Could low progesterone be causing my symptoms rather than high oestrogen?

Yes — this is often the more accurate description. In many cases, oestradiol is within the normal range, but progesterone is inadequately low, creating relative oestrogen dominance without absolute oestrogen excess. This pattern is particularly common in women with anovulatory cycles, high stress levels (where cortisol competes for the progesterone precursor), or in perimenopause when ovulation becomes irregular. The oestradiol-to-progesterone ratio captures this regardless of whether oestradiol is high or progesterone is low — making the ratio more informative than either value alone.

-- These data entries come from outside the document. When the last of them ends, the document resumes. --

pub mod error;
pub mod model;
pub mod service;
pub mod validation;

pub use error::PreferencesServiceError;
pub use model::{
    ContentCategory, NotificationRule, NotificationSettings, Theme, UserPreferences,
    DEFAULT_CATEGORY_WEIGHT,
};
pub use service::PreferencesService;
pub use validation::{
    preference_stats, sanitize_user_preferences, validate_category, validate_notification,
    validate_theme, validate_user_preferences, PreferenceStats, ValidationResult,
};

use serde::{Deserialize, Serialize};

/// Holds the single user's preference set
pub trait PreferencesRepository: Send + Sync {
    /// Snapshot of the current preferences
    fn get(&self) -> UserPreferences;
    fn save(&self, preferences: UserPreferences);
}

/// Request to toggle a category or change its weight
#[derive(Debug, Default, Serialize, Deserialize)]
pub struct UpdateCategoryRequest {
    #[serde(default)]
    pub enabled: Option<bool>,
    #[serde(default, alias = "priority")]
    pub weight: Option<i32>,
}

/// Response for PUT /api/preferences
#[derive(Debug, Serialize, Deserialize)]
pub struct PreferencesResponse {
    pub preferences: UserPreferences,
    pub warnings: Vec<String>,
}
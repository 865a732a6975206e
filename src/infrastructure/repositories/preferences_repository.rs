use crate::domain::preferences::{PreferencesRepository, UserPreferences};
use parking_lot::RwLock;

/// Process-local preference store; readers get a cloned snapshot
#[derive(Debug, Default)]
pub struct InMemoryPreferencesRepository {
    preferences: RwLock<UserPreferences>,
}

impl InMemoryPreferencesRepository {
    pub fn new(preferences: UserPreferences) -> Self {
        Self {
            preferences: RwLock::new(preferences),
        }
    }
}

impl PreferencesRepository for InMemoryPreferencesRepository {
    fn get(&self) -> UserPreferences {
        self.preferences.read().clone()
    }

    fn save(&self, preferences: UserPreferences) {
        *self.preferences.write() = preferences;
    }
}
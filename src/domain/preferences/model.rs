use super::validation::validate_theme;
use serde::{Deserialize, Serialize};
use std::fmt;

pub const DEFAULT_CATEGORY_WEIGHT: i32 = 3;

fn default_weight() -> i32 {
    DEFAULT_CATEGORY_WEIGHT
}

/// A topic the user can switch on and rank in their feed
#[derive(Debug, Clone, PartialEq, Serialize, Deserialize)]
pub struct ContentCategory {
    #[serde(default)]
    pub id: String,
    #[serde(default)]
    pub name: String,
    #[serde(default, skip_serializing_if = "Option::is_none")]
    pub description: Option<String>,
    #[serde(default)]
    pub enabled: bool,
    #[serde(alias = "priority", default = "default_weight")]
    pub weight: i32,
}

impl ContentCategory {
    pub fn new(id: &str, name: &str, enabled: bool, weight: i32) -> Self {
        Self {
            id: id.to_string(),
            name: name.to_string(),
            description: None,
            enabled,
            weight,
        }
    }
}

#[derive(Debug, Clone, Copy, PartialEq, Eq, Default, Serialize, Deserialize)]
#[serde(rename_all = "lowercase", try_from = "String")]
pub enum Theme {
    #[default]
    Light,
    Dark,
    System,
}

impl Theme {
    pub fn as_str(&self) -> &'static str {
        match self {
            Theme::Light => "light",
            Theme::Dark => "dark",
            Theme::System => "system",
        }
    }
}

impl fmt::Display for Theme {
    fn fmt(&self, f: &mut fmt::Formatter<'_>) -> fmt::Result {
        f.write_str(self.as_str())
    }
}

impl TryFrom<String> for Theme {
    type Error = String;

    fn try_from(value: String) -> Result<Self, Self::Error> {
        let result = validate_theme(&value);
        if !result.is_valid {
            return Err(result.errors.join(", "));
        }

        Ok(match value.as_str() {
            "dark" => Theme::Dark,
            "system" => Theme::System,
            _ => Theme::Light,
        })
    }
}

#[derive(Debug, Clone, PartialEq, Serialize, Deserialize)]
pub struct NotificationRule {
    #[serde(rename = "type", default)]
    pub kind: String,
    #[serde(default)]
    pub name: String,
    #[serde(default, skip_serializing_if = "Option::is_none")]
    pub description: Option<String>,
    #[serde(default)]
    pub enabled: bool,
}

/// Notifications are either switched off or configured with explicit rules
#[derive(Debug, Clone, PartialEq, Default, Serialize, Deserialize)]
#[serde(tag = "mode", content = "rules", rename_all = "lowercase")]
pub enum NotificationSettings {
    #[default]
    Disabled,
    Enabled(Vec<NotificationRule>),
}

impl NotificationSettings {
    pub fn rules(&self) -> &[NotificationRule] {
        match self {
            NotificationSettings::Disabled => &[],
            NotificationSettings::Enabled(rules) => rules,
        }
    }
}

#[derive(Debug, Clone, PartialEq, Serialize, Deserialize)]
pub struct UserPreferences {
    #[serde(default)]
    pub categories: Vec<ContentCategory>,
    #[serde(default)]
    pub theme: Theme,
    #[serde(default = "default_language")]
    pub language: String,
    #[serde(default)]
    pub notifications: NotificationSettings,
}

fn default_language() -> String {
    "en".to_string()
}

impl Default for UserPreferences {
    fn default() -> Self {
        Self {
            categories: vec![
                ContentCategory::new("technology", "Technology", true, 1),
                ContentCategory::new("sports", "Sports", true, 2),
                ContentCategory::new("finance", "Finance", true, 3),
                ContentCategory::new("entertainment", "Entertainment", true, 4),
                ContentCategory::new("health", "Health", false, 5),
                ContentCategory::new("science", "Science", false, 6),
            ],
            theme: Theme::default(),
            language: default_language(),
            notifications: NotificationSettings::default(),
        }
    }
}

impl UserPreferences {
    pub fn enabled_categories(&self) -> impl Iterator<Item = &ContentCategory> {
        self.categories.iter().filter(|c| c.enabled)
    }

    pub fn enabled_ids(&self) -> Vec<String> {
        self.enabled_categories().map(|c| c.id.clone()).collect()
    }

    pub fn category_mut(&mut self, id: &str) -> Option<&mut ContentCategory> {
        self.categories.iter_mut().find(|c| c.id == id)
    }
}
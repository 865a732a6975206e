use crate::domain::content::InteractionRepository;
use parking_lot::RwLock;
use std::collections::BTreeSet;

#[derive(Debug, Default)]
struct Interactions {
    favorites: BTreeSet<String>,
    read: BTreeSet<String>,
}

/// Favorite and read marks held in process memory
#[derive(Debug, Default)]
pub struct InMemoryInteractionRepository {
    state: RwLock<Interactions>,
}

impl InMemoryInteractionRepository {
    pub fn new() -> Self {
        Self::default()
    }
}

impl InteractionRepository for InMemoryInteractionRepository {
    fn add_favorite(&self, content_id: &str) -> bool {
        self.state.write().favorites.insert(content_id.to_string())
    }

    fn remove_favorite(&self, content_id: &str) -> bool {
        self.state.write().favorites.remove(content_id)
    }

    fn is_favorite(&self, content_id: &str) -> bool {
        self.state.read().favorites.contains(content_id)
    }

    fn favorites(&self) -> Vec<String> {
        self.state.read().favorites.iter().cloned().collect()
    }

    fn mark_read(&self, content_id: &str) {
        self.state.write().read.insert(content_id.to_string());
    }

    fn is_read(&self, content_id: &str) -> bool {
        self.state.read().read.contains(content_id)
    }
}
/// Which upstream sources to query for one feed page, derived from the
/// user's enabled categories
#[derive(Debug, Clone, PartialEq, Eq)]
pub struct SourcePlan {
    pub news_category: Option<String>,
    pub fetch_movies: bool,
    pub fetch_social: bool,
    /// Page size for the news and social requests
    pub split_page_size: u32,
}

/// Preference category ids that NewsAPI understands, and what it calls them
const NEWS_API_CATEGORIES: &[(&str, &str)] = &[
    ("technology", "technology"),
    ("sports", "sports"),
    ("finance", "business"),
    ("health", "health"),
    ("science", "science"),
    ("entertainment", "entertainment"),
];

pub fn plan_sources(enabled_categories: &[String], items_per_page: u32) -> SourcePlan {
    let mappable: Vec<&str> = enabled_categories
        .iter()
        .filter_map(|id| {
            NEWS_API_CATEGORIES
                .iter()
                .find(|(pref, _)| pref == id)
                .map(|(_, news)| *news)
        })
        .collect();

    // Only a single unambiguous choice narrows the headline request
    let news_category = match mappable.as_slice() {
        [single] => Some(single.to_string()),
        _ => None,
    };

    let fetch_movies = enabled_categories.is_empty()
        || enabled_categories.iter().any(|id| id == "entertainment");

    // A single topical focus keeps the feed tight
    let fetch_social = enabled_categories.len() != 1;

    SourcePlan {
        news_category,
        fetch_movies,
        fetch_social,
        split_page_size: items_per_page.div_ceil(3).max(1),
    }
}
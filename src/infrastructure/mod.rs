pub mod config;
pub mod http;
pub mod repositories;
pub mod sources;
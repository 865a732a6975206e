use axum::{extract::State, http::StatusCode, response::IntoResponse, Json};
use serde_json::{json, Map, Value};
use std::sync::Arc;

use crate::domain::content::ContentService;

pub async fn health() -> impl IntoResponse {
    (StatusCode::OK, "OK")
}

/// Readiness only reflects configuration; upstreams are not probed
pub async fn health_ready(State(content_service): State<Arc<ContentService>>) -> impl IntoResponse {
    let status = content_service.source_status();
    let any_configured = status.iter().any(|(_, configured)| *configured);

    let sources: Map<String, Value> = status
        .into_iter()
        .map(|(name, configured)| {
            let state = if configured { "configured" } else { "not_configured" };
            (name.to_string(), Value::from(state))
        })
        .collect();

    (
        StatusCode::OK,
        Json(json!({
            "status": if any_configured { "ready" } else { "degraded" },
            "sources": sources,
        })),
    )
}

Can natural progesterone supplementation help?

Bioidentical progesterone supplementation (available as Utrogestan in the UK on prescription, or as regulated topical creams) is used by some women and practitioners to address luteal phase insufficiency or oestrogen dominance symptoms. Whether this is appropriate depends on your clinical picture, confirmed deficiency, and prescribing physician’s assessment. This panel provides the objective data needed for that conversation. Do not start progesterone supplementation without medical guidance — inappropriate use can affect cycle timing and interfere with fertility. Please share your results with your GP or a menopause or hormone specialist.